Apart from these bots acting on their own, players could send commands to bots
via private message or towny/faction chat. Oh, and speaking of towny and
factions, or any sort of teams reallly: what if this sort of "Minecraft Robot
Wars" competition was set up so there'd be a few human players, with each
having their bots who know their owners, but otherwise nobody knowing who is a
player or a bot, and who is on what side... ?!

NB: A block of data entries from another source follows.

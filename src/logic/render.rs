use uuid::Uuid;

use crate::{
    data::{Board, Cell, CellContent, GameStatus},
    model::GameInfo,
};

const BLANK: char = ' ';
const MINE_WON: char = 'M';
const MINE_LOST: char = 'X';

fn token(cell: &Cell, status: GameStatus) -> char {
    match (cell.content, status) {
        (CellContent::Mine, GameStatus::Won) => MINE_WON,
        (CellContent::Mine, GameStatus::Lost) => MINE_LOST,
        (CellContent::Mine, GameStatus::InProgress) => BLANK,
        (CellContent::Safe(count), GameStatus::Won) => digit(count),
        (CellContent::Safe(count), _) if cell.revealed => digit(count),
        (CellContent::Safe(_), _) => BLANK,
    }
}

fn digit(count: u8) -> char {
    char::from_digit(u32::from(count), 10).unwrap_or('?')
}

/// Projects the board into `height` rows of `width` one-character tokens.
pub fn render(board: &Board) -> Vec<Vec<String>> {
    board
        .cells
        .iter()
        .map(|cell| token(cell, board.status).to_string())
        .collect::<Vec<_>>()
        .chunks(board.width)
        .map(|chunk| chunk.to_vec())
        .collect()
}

impl GameInfo {
    pub fn from_board(game_id: Uuid, board: &Board) -> Self {
        Self {
            game_id,
            width: board.width,
            height: board.height,
            mine_count: board.mine_count,
            completed: board.status == GameStatus::Won,
            status: board.status,
            field: render(board),
        }
    }
}
use std::{env, fmt::Display, str::FromStr, time::Duration};

use tracing::warn;

use crate::logic::RetentionPolicy;

/// Server settings, read once from the environment at startup.
#[derive(Debug, Clone)]
pub struct Settings {
    pub app_title: String,
    pub app_description: String,
    pub cors_allowed_origins: Vec<String>,
    pub games_per_minute: u32,
    pub cleanup_interval: Duration,
    pub retention: RetentionPolicy,
}

impl Default for Settings {
    fn default() -> Self {
        Self {
            app_title: "Minefield".to_string(),
            app_description: "Independent minefield game sessions over HTTP".to_string(),
            cors_allowed_origins: vec!["http://localhost:5173".to_string()],
            games_per_minute: 10,
            cleanup_interval: Duration::from_secs(60),
            retention: RetentionPolicy {
                idle_timeout: Duration::from_secs(600),
                finished_timeout: Duration::from_secs(120),
            },
        }
    }
}

impl Settings {
    pub fn from_env() -> Self {
        Self::from_lookup(|key| env::var(key).ok())
    }

    fn from_lookup(lookup: impl Fn(&str) -> Option<String>) -> Self {
        let defaults = Self::default();

        let cors_allowed_origins = lookup("CORS_ALLOWED_ORIGINS")
            .map(|origins| {
                origins
                    .split(',')
                    .map(|origin| origin.trim().to_string())
                    .filter(|origin| !origin.is_empty())
                    .collect()
            })
            .unwrap_or(defaults.cors_allowed_origins);

        let seconds = |key: &str, default: Duration| {
            Duration::from_secs(parsed(&lookup, key, default.as_secs()))
        };

        Self {
            app_title: lookup("APP_TITLE").unwrap_or(defaults.app_title),
            app_description: lookup("APP_DESCRIPTION").unwrap_or(defaults.app_description),
            cors_allowed_origins,
            games_per_minute: parsed(
                &lookup,
                "RATE_LIMIT_GAMES_PER_MINUTE",
                defaults.games_per_minute,
            ),
            cleanup_interval: seconds("CLEANUP_INTERVAL_SECONDS", defaults.cleanup_interval),
            retention: RetentionPolicy {
                idle_timeout: seconds(
                    "INACTIVE_GAME_TIMEOUT_SECONDS",
                    defaults.retention.idle_timeout,
                ),
                finished_timeout: seconds(
                    "FINISHED_GAME_TIMEOUT_SECONDS",
                    defaults.retention.finished_timeout,
                ),
            },
        }
    }
}

fn parsed<T>(lookup: &impl Fn(&str) -> Option<String>, key: &str, default: T) -> T
where
    T: FromStr + Display,
{
    match lookup(key) {
        None => default,
        Some(raw) => raw.trim().parse().unwrap_or_else(|_| {
            warn!("Ignoring invalid {}={:?}, using {}", key, raw, default);
            default
        }),
    }
}
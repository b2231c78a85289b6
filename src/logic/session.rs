use std::{
    sync::Arc,
    time::{Duration, Instant},
};

use dashmap::{DashMap, Entry};
use rand::Rng;
use tokio::sync::Mutex;
use tracing::{debug, info, instrument, warn};
use uuid::Uuid;

use crate::{
    data::{Board, Pos},
    error::SessionError,
    model::{GameInfo, GameParams},
};

#[derive(Debug, Clone, Copy, PartialEq, Eq)]
pub struct RetentionPolicy {
    pub idle_timeout: Duration,
    // Replaces `idle_timeout` once the game is won or lost.
    pub finished_timeout: Duration,
}

pub struct Session {
    board: Board,
    last_activity: Instant,
}

impl Session {
    fn new(board: Board) -> Self {
        Self {
            board,
            last_activity: Instant::now(),
        }
    }

    pub fn is_expired(&self, policy: &RetentionPolicy, now: Instant) -> bool {
        let timeout = if self.board.status().is_terminal() {
            policy.finished_timeout
        } else {
            policy.idle_timeout
        };
        now.saturating_duration_since(self.last_activity) > timeout
    }
}

/// All live sessions, one lock per session. Cloning shares the same map.
#[derive(Clone, Default)]
pub struct SessionRegistry {
    sessions: Arc<DashMap<Uuid, Arc<Mutex<Session>>>>,
}

impl SessionRegistry {
    pub fn new() -> Self {
        Self::default()
    }

    pub fn len(&self) -> usize {
        self.sessions.len()
    }

    pub fn is_empty(&self) -> bool {
        self.sessions.is_empty()
    }

    pub fn contains(&self, id: &Uuid) -> bool {
        self.sessions.contains_key(id)
    }

    pub fn create_session(&self, params: GameParams) -> Result<GameInfo, SessionError> {
        self.create_session_with_rng(params, &mut rand::rng())
    }

    #[instrument(level = "trace", skip(self, rng))]
    pub fn create_session_with_rng<R: Rng + ?Sized>(
        &self,
        params: GameParams,
        rng: &mut R,
    ) -> Result<GameInfo, SessionError> {
        let board = Board::new(params, rng)?;
        let info = self.insert(board);
        info!(
            "Created game {}: {}x{} with {} mines",
            info.game_id, params.width, params.height, params.mine_count
        );
        Ok(info)
    }

    fn insert(&self, board: Board) -> GameInfo {
        loop {
            let id = Uuid::new_v4();
            match self.sessions.entry(id) {
                Entry::Occupied(_) => {
                    debug!("Game ID collision, trying another: {}", id);
                }
                Entry::Vacant(entry) => {
                    let info = GameInfo::from_board(id, &board);
                    entry.insert(Arc::new(Mutex::new(Session::new(board))));
                    return info;
                }
            }
        }
    }

    fn get(&self, id: &Uuid) -> Result<Arc<Mutex<Session>>, SessionError> {
        // Clone the handle so the map shard is released before awaiting the lock.
        self.sessions
            .get(id)
            .map(|entry| entry.value().clone())
            .ok_or(SessionError::NotFound(*id))
    }

    /// A finished game is returned as is.
    #[instrument(level = "trace", skip(self))]
    pub async fn apply_turn(
        &self,
        id: Uuid,
        row: usize,
        col: usize,
    ) -> Result<GameInfo, SessionError> {
        let session = self.get(&id).inspect_err(|_| {
            warn!("Turn requested for non-existent game: {}", id);
        })?;
        let mut session = session.lock().await;

        if !session.board.status().is_terminal() {
            let outcome = session.board.reveal(Pos::new(row, col))?;
            session.last_activity = Instant::now();
            debug!("Turn ({}, {}) in game {}: {:?}", row, col, id, outcome);
        }

        Ok(GameInfo::from_board(id, &session.board))
    }

    #[instrument(level = "trace", skip(self))]
    pub async fn view(&self, id: Uuid) -> Result<GameInfo, SessionError> {
        let session = self.get(&id)?;
        let session = session.lock().await;
        Ok(GameInfo::from_board(id, &session.board))
    }

    #[instrument(level = "trace", skip(self))]
    pub fn close_session(&self, id: Uuid) -> Result<(), SessionError> {
        match self.sessions.remove(&id) {
            Some(_) => {
                info!("Closed game {}", id);
                Ok(())
            }
            None => Err(SessionError::NotFound(id)),
        }
    }

    /// Drops every session whose retention window has passed at `now`.
    ///
    /// Sessions locked by an in-flight turn are skipped until the next pass.
    pub fn evict_expired(&self, policy: &RetentionPolicy, now: Instant) -> usize {
        let expired: Vec<Uuid> = self
            .sessions
            .iter()
            .filter(|entry| {
                entry
                    .value()
                    .try_lock()
                    .is_ok_and(|session| session.is_expired(policy, now))
            })
            .map(|entry| *entry.key())
            .collect();

        let mut removed = 0;
        for id in expired {
            let gone = self.sessions.remove_if(&id, |_, session| {
                session
                    .try_lock()
                    .is_ok_and(|session| session.is_expired(policy, now))
            });
            if gone.is_some() {
                debug!("Cleaned up game: {}", id);
                removed += 1;
            }
        }

        if removed > 0 {
            info!("Cleaned up {} expired games", removed);
        }
        removed
    }
}

#[cfg(test)]
mod tests {
    use rand::{SeedableRng, rngs::StdRng};

    use super::*;
    use crate::{data::GameStatus, logic::testing::ZeroRng};

    const POLICY: RetentionPolicy = RetentionPolicy {
        idle_timeout: Duration::from_secs(600),
        finished_timeout: Duration::from_secs(60),
    };

    fn forced_game(registry: &SessionRegistry) -> Uuid {
        // Mine at (0, 0).
        registry
            .create_session_with_rng(GameParams::new(2, 2, 1), &mut ZeroRng)
            .unwrap()
            .game_id
    }

    #[test]
    fn create_stores_session_and_renders_blank_field() {
        let registry = SessionRegistry::new();
        let mut rng = StdRng::seed_from_u64(3);

        let info = registry
            .create_session_with_rng(GameParams::new(4, 3, 5), &mut rng)
            .unwrap();

        assert!(registry.contains(&info.game_id));
        assert_eq!(info.status, GameStatus::InProgress);
        assert!(!info.completed);
        assert_eq!(info.field, vec![vec![" ".to_string(); 4]; 3]);
    }

    #[test]
    fn invalid_params_create_nothing() {
        let registry = SessionRegistry::new();

        let result = registry.create_session(GameParams::new(2, 2, 4));

        assert!(matches!(result, Err(SessionError::Validation(_))));
        assert!(registry.is_empty());
    }

    #[test]
    fn sessions_get_distinct_ids() {
        let registry = SessionRegistry::new();
        let a = registry.create_session(GameParams::new(5, 5, 3)).unwrap();
        let b = registry.create_session(GameParams::new(5, 5, 3)).unwrap();

        assert_ne!(a.game_id, b.game_id);
        assert_eq!(registry.len(), 2);
    }

    #[tokio::test]
    async fn turn_on_unknown_game_is_not_found() {
        let registry = SessionRegistry::new();
        forced_game(&registry);
        let unknown = Uuid::new_v4();

        let result = registry.apply_turn(unknown, 0, 0).await;

        assert_eq!(result, Err(SessionError::NotFound(unknown)));
        assert_eq!(registry.len(), 1);
        assert!(!registry.contains(&unknown));
    }

    #[tokio::test]
    async fn revealing_mine_loses_and_marks_it() {
        let registry = SessionRegistry::new();
        let id = forced_game(&registry);

        let info = registry.apply_turn(id, 0, 0).await.unwrap();

        assert_eq!(info.status, GameStatus::Lost);
        assert!(!info.completed);
        assert_eq!(info.field[0][0], "X");
    }

    #[tokio::test]
    async fn finished_game_ignores_further_turns() {
        let registry = SessionRegistry::new();
        let id = forced_game(&registry);
        let lost = registry.apply_turn(id, 0, 0).await.unwrap();

        let again = registry.apply_turn(id, 0, 1).await.unwrap();
        let out_of_bounds = registry.apply_turn(id, 29, 29).await.unwrap();

        assert_eq!(again, lost);
        assert_eq!(out_of_bounds, lost);
    }

    #[tokio::test]
    async fn invalid_coordinate_leaves_game_untouched() {
        let registry = SessionRegistry::new();
        let id = forced_game(&registry);
        let before = registry.view(id).await.unwrap();

        let result = registry.apply_turn(id, 2, 0).await;

        assert!(matches!(
            result,
            Err(SessionError::InvalidCoordinate { row: 2, col: 0, .. })
        ));
        assert_eq!(registry.view(id).await.unwrap(), before);
    }

    #[tokio::test(flavor = "multi_thread", worker_threads = 4)]
    async fn concurrent_turns_on_one_game_are_serialized() {
        let registry = SessionRegistry::new();
        let info = registry
            .create_session_with_rng(GameParams::new(30, 30, 0), &mut ZeroRng)
            .unwrap();
        let id = info.game_id;

        let turns: Vec<_> = (0..30)
            .map(|i| {
                let registry = registry.clone();
                tokio::spawn(async move { registry.apply_turn(id, i, 29 - i).await })
            })
            .collect();
        for turn in turns {
            turn.await.unwrap().unwrap();
        }

        let info = registry.view(id).await.unwrap();
        assert_eq!(info.status, GameStatus::Won);
        assert!(info.field.iter().flatten().all(|token| token == "0"));
    }

    #[tokio::test]
    async fn locked_game_does_not_block_other_games() {
        let registry = SessionRegistry::new();
        let busy = forced_game(&registry);
        let other = forced_game(&registry);
        let session = registry.get(&busy).unwrap();
        let _guard = session.lock().await;

        let turn = tokio::time::timeout(
            Duration::from_secs(1),
            registry.apply_turn(other, 0, 1),
        )
        .await
        .expect("turn on another game waited for a held lock");

        assert_eq!(turn.unwrap().field[0][1], "1");
        assert!(
            tokio::time::timeout(Duration::from_millis(50), registry.apply_turn(busy, 0, 1))
                .await
                .is_err()
        );
    }

    #[tokio::test]
    async fn close_removes_session() {
        let registry = SessionRegistry::new();
        let id = forced_game(&registry);

        registry.close_session(id).unwrap();

        assert!(registry.is_empty());
        assert_eq!(registry.close_session(id), Err(SessionError::NotFound(id)));
        assert!(registry.apply_turn(id, 0, 1).await.is_err());
    }

    #[tokio::test]
    async fn eviction_uses_shorter_window_for_finished_games() {
        let registry = SessionRegistry::new();
        let finished = forced_game(&registry);
        let active = forced_game(&registry);
        registry.apply_turn(finished, 0, 0).await.unwrap();

        let soon = Instant::now() + Duration::from_secs(120);
        assert_eq!(registry.evict_expired(&POLICY, soon), 1);
        assert!(!registry.contains(&finished));
        assert!(registry.contains(&active));

        let later = Instant::now() + Duration::from_secs(1200);
        assert_eq!(registry.evict_expired(&POLICY, later), 1);
        assert!(registry.is_empty());
    }

    #[tokio::test]
    async fn eviction_skips_locked_sessions() {
        let registry = SessionRegistry::new();
        let id = forced_game(&registry);
        let session = registry.get(&id).unwrap();
        let _guard = session.lock().await;

        let later = Instant::now() + Duration::from_secs(1200);

        assert_eq!(registry.evict_expired(&POLICY, later), 0);
        assert!(registry.contains(&id));
    }
}
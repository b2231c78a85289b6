use serde::{Deserialize, Serialize};

#[derive(Debug, Clone, Copy, PartialEq, Eq)]
pub enum CellContent {
    Mine,
    /// Number of orthogonally adjacent mines.
    Safe(u8),
}

#[derive(Debug, Clone, Copy, PartialEq, Eq)]
pub struct Cell {
    pub content: CellContent,
    pub revealed: bool,
}

impl Cell {
    pub const fn hidden() -> Self {
        Self {
            content: CellContent::Safe(0),
            revealed: false,
        }
    }

    pub const fn is_mine(&self) -> bool {
        matches!(self.content, CellContent::Mine)
    }
}

#[derive(Debug, Clone, Copy, PartialEq, Eq, Serialize, Deserialize)]
#[serde(rename_all = "snake_case")]
pub enum GameStatus {
    InProgress,
    Won,
    Lost,
}

impl GameStatus {
    pub const fn is_terminal(self) -> bool {
        matches!(self, Self::Won | Self::Lost)
    }
}

#[derive(Debug, Clone, Copy, PartialEq, Eq, Hash)]
pub struct Pos {
    pub row: usize,
    pub col: usize,
}

impl Pos {
    pub const fn new(row: usize, col: usize) -> Self {
        Self { row, col }
    }
}

/// Row-major grid of cells plus the game state machine.
#[derive(Debug, Clone)]
pub struct Board {
    pub(crate) width: usize,
    pub(crate) height: usize,
    pub(crate) mine_count: usize,
    pub(crate) revealed: usize,
    pub(crate) status: GameStatus,
    pub(crate) cells: Vec<Cell>,
}
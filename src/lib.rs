//! Minefield game sessions served over HTTP.
//!
//! Each session owns one [`Board`]: mines are placed when the game is
//! created, and every turn reveals a cell, flooding outward through cells
//! with no orthogonally adjacent mines. Sessions live in a
//! [`SessionRegistry`] and are evicted once idle for too long.

pub mod cleanup;
pub mod config;
pub mod cors;
pub mod data;
pub mod error;
pub mod logic;
pub mod model;
pub mod rate_limit;
pub mod routes;

pub use config::Settings;
pub use data::{Board, Cell, CellContent, GameStatus, Pos};
pub use error::{ApiError, SessionError, StartupError, ValidationError};
pub use logic::{RetentionPolicy, RevealOutcome, SessionRegistry, render};
pub use model::{GameInfo, GameParams, TurnRequest};

use rocket::{Build, Rocket, catchers, routes};

use crate::{cleanup::CleanupFairing, cors::create_cors, rate_limit::RateLimiter};

/// Assembles the server: managed state, fairings, routes and catchers.
pub fn build(settings: Settings) -> Result<Rocket<Build>, StartupError> {
    let cors = create_cors(&settings.cors_allowed_origins)?;
    let cleanup = CleanupFairing {
        every: settings.cleanup_interval,
        policy: settings.retention,
    };

    Ok(rocket::build()
        .attach(cors)
        .attach(cleanup)
        .manage(SessionRegistry::new())
        .manage(RateLimiter::per_minute(settings.games_per_minute))
        .manage(settings)
        .mount(
            "/",
            routes![
                routes::index,
                routes::create_game,
                routes::take_turn,
                routes::get_game,
                routes::close_game
            ],
        )
        .register(
            "/",
            catchers![routes::bad_request, routes::not_found, routes::unprocessable],
        ))
}
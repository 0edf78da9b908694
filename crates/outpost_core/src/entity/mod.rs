//! Record identity and the sync record contract.

mod id;
mod record;

pub use id::new_id;
pub use record::{Document, Entity, SyncRecord};
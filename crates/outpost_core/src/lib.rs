//! # Outpost Core
//!
//! Offline-first persistence for gatehouse stations.
//!
//! This crate provides:
//! - Record identity (collision-resistant string ids)
//! - A keyed collection store that never fails on read
//! - Typed entity collections with the add/update/delete lifecycle
//! - Cloud merge that protects unsynced local edits
//! - A deletion tombstone queue
//! - Sync bookkeeping (dirty tracking, acknowledgements)
//! - Settings, drafts, the users cache and full backups
//!
//! Networking is out of scope: a sync driver feeds remote batches in and
//! pushes dirty records out using the operations exposed here.
//!
//! ## Example
//!
//! ```rust
//! use outpost_core::{LocalDb, VehicleEntry};
//!
//! let db = LocalDb::open_in_memory();
//! let entry = db
//!     .entries()
//!     .add(VehicleEntry::new("Maria", Some("ABC1D23".into())))
//!     .unwrap();
//!
//! assert_eq!(db.entries().unsynced().len(), 1);
//! db.entries().mark_synced([&entry.id]).unwrap();
//! assert!(db.entries().unsynced().is_empty());
//! ```

#![deny(unsafe_code)]
#![warn(missing_docs)]

mod backup;
pub mod clock;
mod collection;
mod config;
mod database;
mod entities;
mod entity;
mod error;
mod stats;
mod sync;
mod types;

pub use backup::{ImportReport, INVALID_BACKUP_MESSAGE};
pub use collection::{Collection, CollectionStore, LoadOutcome, RecoveryReason};
pub use config::StoreConfig;
pub use database::LocalDb;
pub use entities::{
    AppLog, AppSettings, BreakfastRecord, Draft, InternalUser, Meter, MeterReading,
    PackageRecord, PatrolRecord, VehicleEntry, WorkShift, DELIVERED_STATUS,
};
pub use entity::{new_id, Document, Entity, SyncRecord};
pub use error::{CoreError, CoreResult};
pub use stats::{CollectionStats, StoreStats};
pub use sync::{MergeOutcome, Tombstone, TombstoneQueue};
pub use types::{CollectionKind, OperatorContext};

// Re-export storage types for convenience
pub use outpost_storage::{FileBackend, InMemoryBackend, KvBackend, StorageError};
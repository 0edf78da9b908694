//! Error types for the sync driver.

use thiserror::Error;

/// Result type for sync operations.
pub type SyncResult<T> = Result<T, SyncError>;

/// Errors that can occur during sync operations.
#[derive(Error, Debug)]
pub enum SyncError {
    /// Network or transport error.
    #[error("transport error: {message}")]
    Transport {
        /// Error message.
        message: String,
        /// Whether the operation can be retried.
        retryable: bool,
    },

    /// The remote store rejected a request.
    #[error("remote rejected request on {table}: {message}")]
    Rejected {
        /// Remote table.
        table: String,
        /// Reason given by the remote store.
        message: String,
    },

    /// Local store error during sync.
    #[error("local store error: {0}")]
    Database(#[from] outpost_core::CoreError),

    /// Sync was cancelled.
    #[error("sync cancelled")]
    Cancelled,

    /// Invalid state transition.
    #[error("invalid state transition from {from:?} to {to:?}")]
    InvalidStateTransition {
        /// Current state.
        from: String,
        /// Attempted target state.
        to: String,
    },

    /// Timeout.
    #[error("operation timed out")]
    Timeout,

    /// Not connected.
    #[error("not connected to the remote store")]
    NotConnected,
}

impl SyncError {
    /// Creates a retryable transport error.
    pub fn transport_retryable(message: impl Into<String>) -> Self {
        Self::Transport {
            message: message.into(),
            retryable: true,
        }
    }

    /// Creates a non-retryable transport error.
    pub fn transport_fatal(message: impl Into<String>) -> Self {
        Self::Transport {
            message: message.into(),
            retryable: false,
        }
    }

    /// Creates a rejection error.
    pub fn rejected(table: impl Into<String>, message: impl Into<String>) -> Self {
        Self::Rejected {
            table: table.into(),
            message: message.into(),
        }
    }

    /// Returns true if this error can be retried.
    ///
    /// Being offline is transient on a gatehouse station, so
    /// [`SyncError::NotConnected`] is retryable.
    pub fn is_retryable(&self) -> bool {
        match self {
            SyncError::Transport { retryable, .. } => *retryable,
            SyncError::Timeout | SyncError::NotConnected => true,
            _ => false,
        }
    }
}
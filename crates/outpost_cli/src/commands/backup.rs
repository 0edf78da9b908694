//! Backup export and import commands.

use outpost_core::{LocalDb, StoreConfig};
use std::fs;
use std::path::Path;
use tracing::info;

/// Writes a full backup of the store to `output_path`.
pub fn export(
    db_path: &Path,
    namespace: &str,
    output_path: &Path,
) -> Result<(), Box<dyn std::error::Error>> {
    info!("Exporting backup of {:?}", db_path);

    let db = super::open(db_path, namespace)?;
    let json = db.export_backup()?;
    fs::write(output_path, &json)?;

    let stats = db.stats();
    println!("✓ Backup exported");
    println!("  Path: {:?}", output_path);
    println!("  Size: {} bytes", json.len());
    println!("  Records: {}", stats.total_records());
    Ok(())
}

/// Restores a backup into the store, creating the store if needed.
///
/// Collections present in the backup replace the stored ones; the rest
/// are left untouched.
pub fn import(
    db_path: &Path,
    namespace: &str,
    input_path: &Path,
) -> Result<(), Box<dyn std::error::Error>> {
    info!("Importing backup from {:?}", input_path);

    let json = fs::read_to_string(input_path)?;
    let db = LocalDb::open_with_config(db_path, StoreConfig::new().namespace(namespace))?;
    let report = db.import_backup(&json)?;

    println!("✓ Backup imported");
    for (kind, count) in &report.collections {
        println!("  {:<16} {}", kind.slot(), count);
    }
    if report.settings {
        println!("  settings restored");
    }
    for field in &report.skipped {
        println!("  skipped {field}: not an array");
    }
    println!("  Total: {} records", report.total_records());
    Ok(())
}

#[cfg(test)]
mod tests {
    use super::*;
    use outpost_core::Meter;

    #[test]
    fn export_then_import_into_new_store() {
        let dir = tempfile::tempdir().unwrap();
        let source = dir.path().join("source");
        let target = dir.path().join("target");
        let file = dir.path().join("backup.json");

        {
            let db = LocalDb::open(&source).unwrap();
            db.meters().add(Meter::new("Agua", "water")).unwrap();
        }

        export(&source, "outpost", &file).unwrap();
        import(&target, "outpost", &file).unwrap();

        let db = LocalDb::open(&target).unwrap();
        assert_eq!(db.meters().count(), 1);
    }

    #[test]
    fn import_rejects_garbage() {
        let dir = tempfile::tempdir().unwrap();
        let file = dir.path().join("backup.json");
        fs::write(&file, "not json").unwrap();

        assert!(import(&dir.path().join("db"), "outpost", &file).is_err());
    }

    #[test]
    fn export_requires_existing_store() {
        let dir = tempfile::tempdir().unwrap();
        let missing = dir.path().join("missing");
        assert!(export(&missing, "outpost", &dir.path().join("out.json")).is_err());
    }
}
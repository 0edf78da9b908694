//! Store configuration.

use crate::types::CollectionKind;

/// Configuration for opening a local store.
#[derive(Debug, Clone)]
pub struct StoreConfig {
    /// Prefix shared by every storage key of this store.
    pub namespace: String,

    /// Maximum number of audit log entries kept; older entries are dropped.
    pub log_capacity: usize,
}

impl Default for StoreConfig {
    fn default() -> Self {
        Self {
            namespace: "outpost".into(),
            log_capacity: 2000,
        }
    }
}

impl StoreConfig {
    /// Creates a new configuration with default values.
    #[must_use]
    pub fn new() -> Self {
        Self::default()
    }

    /// Sets the key namespace.
    #[must_use]
    pub fn namespace(mut self, namespace: impl Into<String>) -> Self {
        self.namespace = namespace.into();
        self
    }

    /// Sets the audit log capacity.
    #[must_use]
    pub const fn log_capacity(mut self, capacity: usize) -> Self {
        self.log_capacity = capacity;
        self
    }

    /// Builds the storage key for a slot.
    #[must_use]
    pub fn key(&self, slot: &str) -> String {
        format!("{}_{}", self.namespace, slot)
    }

    /// Storage key of an entity collection.
    #[must_use]
    pub fn collection_key(&self, kind: CollectionKind) -> String {
        self.key(kind.slot())
    }

    /// Storage key of the deletion tombstone queue.
    #[must_use]
    pub fn tombstone_key(&self) -> String {
        self.key("deleted_queue")
    }

    /// Storage key of the settings record.
    #[must_use]
    pub fn settings_key(&self) -> String {
        self.key("settings")
    }

    /// Storage key of the form draft.
    #[must_use]
    pub fn draft_key(&self) -> String {
        self.key("draft")
    }

    /// Storage key of the internal users cache.
    #[must_use]
    pub fn users_key(&self) -> String {
        self.key("users_cache")
    }

    /// Maximum length of a collection, if it is capped.
    #[must_use]
    pub fn capacity_for(&self, kind: CollectionKind) -> Option<usize> {
        match kind {
            CollectionKind::Logs => Some(self.log_capacity),
            _ => None,
        }
    }
}
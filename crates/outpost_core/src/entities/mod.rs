//! Concrete record types for the gatehouse collections.
//!
//! Every synced type serializes with camelCase fields (except `updated_at`
//! and the log's `created_at`, which keep their stored names) and carries a
//! flattened `extra` map, so fields written by other clients survive a
//! load/save cycle.

mod breakfast;
mod draft;
mod entry;
mod log;
mod meter;
mod package;
mod patrol;
mod settings;
mod shift;
mod user;

pub use breakfast::{BreakfastRecord, DELIVERED_STATUS};
pub use draft::Draft;
pub use entry::VehicleEntry;
pub use log::AppLog;
pub use meter::{Meter, MeterReading};
pub use package::PackageRecord;
pub use patrol::PatrolRecord;
pub use settings::AppSettings;
pub use shift::WorkShift;
pub use user::InternalUser;

/// Implements [`SyncRecord`](crate::SyncRecord) and [`Entity`](crate::Entity)
/// for a struct with `id: String`, `synced: bool` and
/// `updated_at: Option<String>` fields.
///
/// An optional trailing closure-like block stamps the creation field.
macro_rules! sync_entity {
    ($ty:ty, $kind:expr $(, |$rec:ident, $now:ident| $stamp:block)?) => {
        impl $crate::entity::SyncRecord for $ty {
            fn id(&self) -> &str {
                &self.id
            }

            fn set_id(&mut self, id: String) {
                self.id = id;
            }

            fn is_synced(&self) -> bool {
                self.synced
            }

            fn set_synced(&mut self, synced: bool) {
                self.synced = synced;
            }

            fn updated_at(&self) -> Option<&str> {
                self.updated_at.as_deref()
            }

            fn set_updated_at(&mut self, at: String) {
                self.updated_at = Some(at);
            }

            $(
                fn stamp_created(&mut self, $now: &str) {
                    let $rec = self;
                    $stamp
                }
            )?
        }

        impl $crate::entity::Entity for $ty {
            const COLLECTION: $crate::types::CollectionKind = $kind;
        }
    };
}

pub(crate) use sync_entity;

/// Returns true if an optional stamp is absent or blank.
fn is_unset(value: Option<&str>) -> bool {
    value.map_or(true, |v| v.trim().is_empty())
}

So you could e.g. either all join up in one town/faction and give your
alliance away for more efficiency/power, or split up and try to play all sorts
of diplomatic games via chat and actions, and try to deceive bots/people long
and short term. Minecraft online is so much about trust, I never played
another game that came close; and while that can be very frustrating and petty
with humans, it seems _hilarious_ to try to code bots that act real or
otherwise deceive ^^ Especially if everybody knows that it's the goal of the
game.

Please, nobody make this happen, this would destroy my life. Even just
thinking about the possibilities is addicting haha.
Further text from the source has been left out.